Noah, a contributor to the Bleacher Report web site, is always worth reading, but this piece is one of the best I've seen on the question of whether "Blade Runner" should be competing against the best in the world at the World Championships and Olympics. Noah isn't overly distracted by the minutiae of the scientific evidence that Pistorius' prosthetics provide a biomechanical advantage over able-bodied runner, but explores why we have competitions in the first place.
I have been contemplating writing (and may yet write) an article arguing the exact opposite, but Noah's argument for banning Pistorius is compassionate without flinching from the conclusion that allowing prosthetics to compete against legs is a fundamental shift in how we think of track and field.
July 19, 2011
The Seduction of Soft
Like you, I love to run on trails.
Well, actually, I love to run on trails that aren't too rocky. (I still have memories -- and scars -- from hard, injurious falls on otherwise very nice trails). I love to run on trails, unless, that is, they are so narrow that a group has to go single-file for miles on end, and even a solitary runner is constantly ducking low branches. I enjoy the ups and downs of trails, except the steep embankments where one needs to use all fours to ascend and a parachute or rope ladder to descend.

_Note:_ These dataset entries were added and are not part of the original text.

use bytes::{Buf, Bytes, BytesMut};
use wirepack::varint::{
    decode_varint32, decode_varint32_fallback, decode_varint64, decode_varint64_fallback,
    get_byte, get_fixed32, get_fixed64, get_varint32, get_varint64, put_fixed32, put_fixed64,
    put_varint32, put_varint64, varint_len, MAX_VARINT32_LEN, MAX_VARINT64_LEN,
};
use wirepack::DecodeError;

fn encode32(v: u32) -> Vec<u8> {
    let mut buf = BytesMut::new();
    put_varint32(&mut buf, v);
    buf.to_vec()
}

fn encode64(v: u64) -> Vec<u8> {
    let mut buf = BytesMut::new();
    put_varint64(&mut buf, v);
    buf.to_vec()
}

#[test]
fn test_varint32_concrete_300() {
    // 300 = 0b100101100: low 7 bits with continuation, then the top bits.
    assert_eq!(encode32(300), vec![0xAC, 0x02]);

    let mut reader = Bytes::from_static(&[0xAC, 0x02]);
    assert_eq!(get_varint32(&mut reader).unwrap(), 300);
    assert_eq!(reader.remaining(), 0);
}

#[test]
fn test_varint32_boundaries() {
    assert_eq!(encode32(0), vec![0x00]);
    assert_eq!(encode32(127), vec![0x7F]);
    assert_eq!(encode32(128), vec![0x80, 0x01]);
    assert_eq!(encode32(16383), vec![0xFF, 0x7F]);
    assert_eq!(encode32(16384), vec![0x80, 0x80, 0x01]);
    assert_eq!(encode32(u32::MAX), vec![0xFF, 0xFF, 0xFF, 0xFF, 0x0F]);
}

#[test]
fn test_varint64_boundaries() {
    assert_eq!(encode64(0), vec![0x00]);
    assert_eq!(encode64(u32::MAX as u64), vec![0xFF, 0xFF, 0xFF, 0xFF, 0x0F]);
    assert_eq!(
        encode64(u64::MAX),
        vec![0xFF, 0xFF, 0xFF, 0xFF, 0xFF, 0xFF, 0xFF, 0xFF, 0xFF, 0x01]
    );
}

#[test]
fn test_varint_len_matches_encoded_length() {
    let values: &[u64] = &[
        0,
        1,
        127,
        128,
        300,
        16383,
        16384,
        (1 << 21) - 1,
        1 << 21,
        (1 << 28) - 1,
        1 << 28,
        u32::MAX as u64,
        1 << 35,
        1 << 56,
        u64::MAX,
    ];
    for &v in values {
        assert_eq!(varint_len(v), encode64(v).len(), "value {}", v);
        if v <= u32::MAX as u64 {
            assert_eq!(varint_len(v), encode32(v as u32).len(), "value {}", v);
        }
    }
    assert!(varint_len(u64::MAX) == MAX_VARINT64_LEN);
    assert!(varint_len(u32::MAX as u64) == MAX_VARINT32_LEN);
}

#[test]
fn test_varint_round_trip() {
    for &v in &[0u32, 1, 127, 128, 300, 16384, 99999, u32::MAX] {
        let mut reader = Bytes::from(encode32(v));
        assert_eq!(get_varint32(&mut reader).unwrap(), v);
        assert_eq!(reader.remaining(), 0);
    }
    for &v in &[0u64, 300, 1 << 40, u64::MAX] {
        let mut reader = Bytes::from(encode64(v));
        assert_eq!(get_varint64(&mut reader).unwrap(), v);
        assert_eq!(reader.remaining(), 0);
    }
}

#[test]
fn test_fast_and_fallback_paths_agree() {
    let values: &[u64] = &[0, 1, 127, 128, 300, 16383, 16384, u32::MAX as u64, u64::MAX];
    for &v in values {
        // Exact-length buffers take the bounded loop; padded buffers are
        // long enough for the unrolled path. Both must agree byte for byte.
        if v <= u32::MAX as u64 {
            let exact = encode32(v as u32);
            let mut padded = exact.clone();
            padded.resize(exact.len() + MAX_VARINT32_LEN, 0xAA);
            let expected = Some(((v as u32), exact.len()));
            assert_eq!(decode_varint32(&exact), expected);
            assert_eq!(decode_varint32(&padded), expected);
            assert_eq!(decode_varint32_fallback(&exact), expected);
            assert_eq!(decode_varint32_fallback(&padded), expected);
        }
        let exact = encode64(v);
        let mut padded = exact.clone();
        padded.resize(exact.len() + MAX_VARINT64_LEN, 0xAA);
        let expected = Some((v, exact.len()));
        assert_eq!(decode_varint64(&exact), expected);
        assert_eq!(decode_varint64(&padded), expected);
        assert_eq!(decode_varint64_fallback(&exact), expected);
        assert_eq!(decode_varint64_fallback(&padded), expected);
    }
}

#[test]
fn test_malformed_varint_rejected() {
    // Continuation bit set through the maximum length with no terminator.
    assert_eq!(decode_varint32(&[0x80; MAX_VARINT32_LEN]), None);
    assert_eq!(decode_varint64(&[0x80; MAX_VARINT64_LEN]), None);
    assert_eq!(decode_varint32(&[0xFF; 16]), None);
    assert_eq!(decode_varint64(&[0xFF; 16]), None);

    let mut reader = Bytes::from_static(&[0x80; MAX_VARINT32_LEN]);
    assert!(matches!(
        get_varint32(&mut reader),
        Err(DecodeError::MalformedVarint)
    ));
    let mut reader = Bytes::from_static(&[0xFF; MAX_VARINT64_LEN]);
    assert!(matches!(
        get_varint64(&mut reader),
        Err(DecodeError::MalformedVarint)
    ));
}

#[test]
fn test_truncated_varint_rejected() {
    assert_eq!(decode_varint32(&[]), None);
    assert_eq!(decode_varint32(&[0x80, 0x80]), None);
    assert_eq!(decode_varint64(&[0x80; 7]), None);

    let mut reader = Bytes::from_static(&[0x80, 0x80]);
    assert!(matches!(
        get_varint32(&mut reader),
        Err(DecodeError::InsufficientData)
    ));
    let mut reader = Bytes::new();
    assert!(matches!(
        get_varint64(&mut reader),
        Err(DecodeError::InsufficientData)
    ));
}

#[test]
fn test_varint_consumes_exact_bytes() {
    let mut reader = Bytes::from_static(&[0xAC, 0x02, 0xFF, 0xFF]);
    assert_eq!(get_varint32(&mut reader).unwrap(), 300);
    assert_eq!(reader.remaining(), 2);
}

#[test]
fn test_fixed_little_endian_layout() {
    let mut buf = BytesMut::new();
    put_fixed32(&mut buf, 0x0102_0304);
    assert_eq!(buf.to_vec(), vec![0x04, 0x03, 0x02, 0x01]);

    let mut buf = BytesMut::new();
    put_fixed64(&mut buf, 0x0102_0304_0506_0708);
    assert_eq!(
        buf.to_vec(),
        vec![0x08, 0x07, 0x06, 0x05, 0x04, 0x03, 0x02, 0x01]
    );
}

#[test]
fn test_fixed_read_does_not_advance() {
    let reader = Bytes::from_static(&[0x04, 0x03, 0x02, 0x01, 0xAA]);
    assert_eq!(get_fixed32(&reader).unwrap(), 0x0102_0304);
    assert_eq!(reader.remaining(), 5);

    let reader = Bytes::from_static(&[0x08, 0x07, 0x06, 0x05, 0x04, 0x03, 0x02, 0x01]);
    assert_eq!(get_fixed64(&reader).unwrap(), 0x0102_0304_0506_0708);
    assert_eq!(reader.remaining(), 8);
}

#[test]
fn test_fixed_underflow_rejected() {
    let reader = Bytes::from_static(&[0x01, 0x02, 0x03]);
    assert!(matches!(
        get_fixed32(&reader),
        Err(DecodeError::InsufficientData)
    ));
    let reader = Bytes::from_static(&[0x01, 0x02, 0x03, 0x04, 0x05, 0x06, 0x07]);
    assert!(matches!(
        get_fixed64(&reader),
        Err(DecodeError::InsufficientData)
    ));
}

#[test]
fn test_byte_codec() {
    let mut reader = Bytes::from_static(&[0x2A, 0x00]);
    assert_eq!(get_byte(&mut reader).unwrap(), 0x2A);
    assert_eq!(reader.remaining(), 1);

    let mut reader = Bytes::new();
    assert!(matches!(
        get_byte(&mut reader),
        Err(DecodeError::InsufficientData)
    ));
}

I like dirt trails, but if a trail has too much mud, I might choose to run on the roads instead. And of course, for many months of the year when trails are covered with snow, or worse, ice, I don't even consider them an option. If I had to hazard a guess, I would say that I do roughly 80% of my annual running mileage on roads, 10% on a track and 10% on trails or grass.
I ponder these things after reading an article in the NY Times this morning questioning the common wisdom that running on trails is better than running on other surfaces. The folks at LetsRun.com dismiss the article outright, calling it "Bad Training Advice." You can read the article yourself, at the following link.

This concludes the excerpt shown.